Thoreau writes to A. Bronson Alcott:

Mr Alcott,

  I remember that in the spring you invited me to visit you. I feel inclined to spend a day or two with you and on your hills at this season, returning perhaps by way of Brattleboro. What if I should take the cars for Walpole next Friday morning? Are you at home? And will it be convenient and agreeable to you to see me then? I will await an answer.

  I am but poor company, and it will not be worth the while far you to put yourself out on my account; yet front time to time I have some thoughts which would be the better for an airing. I also wish to get some hints from September on the Connecticut to help me understand that season on the Concord; to snuff the mustly fragrance of the decaying year in the primitive woods. There is considerable cellar room in my nature for such stores, a whole row of bins waiting to be filled before I can celebrate my Thanksgiving. Mould is the richest of soils, yet I am not mould. It will always be found that one flourishing institution exists & battens on another mouldering one. The Present itself is parasitic to this extent.

  Your fellow traveller
  Henry D. Thoreau

(The Correspondence of Henry David Thoreau, 429-430)
1 September 1857. Concord, Mass.

Thoreau writes in his journal:

  P.M.—To Fair Haven Pond by boat.

  Landing at Bittern Cliff, I see that fine purple grass; how long? At Baker’s shore, I at length distinguished fairly the Sagittaria simplex, which I have known so long, the small one with simple leaves. But this year there are very few of them, being nearly drowned out by the high water . . .

(Journal, 10:21-22)
1 September 1858. Concord, Mass.

Thoreau writes in his journal:

  P.M.—To Botrychium Swamp . . .

  At the pool by the oaks behind Pratt’s, I see the Myriophyllum ambiguum still, and going to seed, greening the surface of the water . . .
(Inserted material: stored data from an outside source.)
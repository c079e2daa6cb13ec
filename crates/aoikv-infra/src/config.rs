//! Adapter configuration loader.
//!
//! Reads a `config.toml` and deserializes it into [`AdapterConfig`].
//! [`load_config_or_default`] falls back to defaults when the file is
//! missing or malformed.

use std::path::Path;

use aoikv_types::config::AdapterConfig;
use aoikv_types::error::ConfigError;

/// Load configuration from `path`, failing on unreadable or invalid files.
pub async fn load_config(path: &Path) -> Result<AdapterConfig, ConfigError> {
    let content = tokio::fs::read_to_string(path)
        .await
        .map_err(|e| ConfigError::Read {
            path: path.display().to_string(),
            reason: e.to_string(),
        })?;

    toml::from_str::<AdapterConfig>(&content).map_err(|e| ConfigError::Parse {
        path: path.display().to_string(),
        reason: e.to_string(),
    })
}

/// Load configuration from `path`.
///
/// - If the file does not exist, returns [`AdapterConfig::default()`].
/// - If the file cannot be read or parsed, logs a warning and returns the default.
pub async fn load_config_or_default(path: &Path) -> AdapterConfig {
    if !tokio::fs::try_exists(path).await.unwrap_or(false) {
        tracing::debug!(path = %path.display(), "no config found, using defaults");
        return AdapterConfig::default();
    }

    match load_config(path).await {
        Ok(config) => config,
        Err(err) => {
            tracing::warn!(path = %path.display(), error = %err, "failed to load config, using defaults");
            AdapterConfig::default()
        }
    }
}

/// Returns the default database URL based on `AOIKV_DATA_DIR` env var,
/// falling back to `~/.aoikv/aoikv.db`.
pub fn default_database_url() -> String {
    let data_dir = std::env::var("AOIKV_DATA_DIR").unwrap_or_else(|_| {
        let home = std::env::var("HOME").unwrap_or_else(|_| ".".to_string());
        format!("{home}/.aoikv")
    });
    format!("sqlite://{data_dir}/aoikv.db")
}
  At Botrychium Swamp, Nabalus altissimus . . . In the evening, by the roadside, near R.W.E.’s [Ralph Waldo Emerson] gate, find a glow-worm of the common kind. Of two men, Dr. Bartlett [Charles Bartlett] and Charles Bowen, neither had ever seen it! . . .

(Journal, 11:141-142)

Thoreau writes to James Russell Lowell:

  I shall be glad to receive payment for my story as soon as convenient—will you be so good as to direct it this way (The Correspondence of Henry David Thoreau, 520).
1 September 1859. Concord, Mass.

Thoreau writes in his journal:

  P.M.—To Saw Mill Brook and Flint’s Pond . . .

  The autumnal dandelion is a prevailing flower now, but since it shuts up in the afternoon it might not be known as common unless you were out in the morning or in a dark afternoon. Now, at 11 A.M., it makes quite a show, yet at 2 P.M. I do not notice it . . .

(Journal, 12:308-312)
1 September 1860. Concord, Mass.

Thoreau writes in his journal:

  P.M.—To Walden . . .

  Hear that F. Hayden saw and heard geese a fortnight ago! . . .

  We are so accustomed to see another forest spring up immediately as a matter of course, whether from the stump or from the seed, when a forest is cut down, never troubling about the succession, that we hardly associate the seed with the tree, and do not anticipate the time when this regular succession will cease and we shall be obliged to plant, as they do in all old countries . . .

(Journal, 14:69-71)
1 September 1861. New Bedford, Mass.

Daniel Ricketson writes to Thoreau:

Dear Thoreau,—

  Dr. Denniston, to whom I recommended you to go, has kindly consented on his way from New Bedford to Northhampton, to go to Concord to see you. He has had much experience and success in the treatment of bronchitis, and I hope his visit to you will result in your placing yourself under his care, which I much desire.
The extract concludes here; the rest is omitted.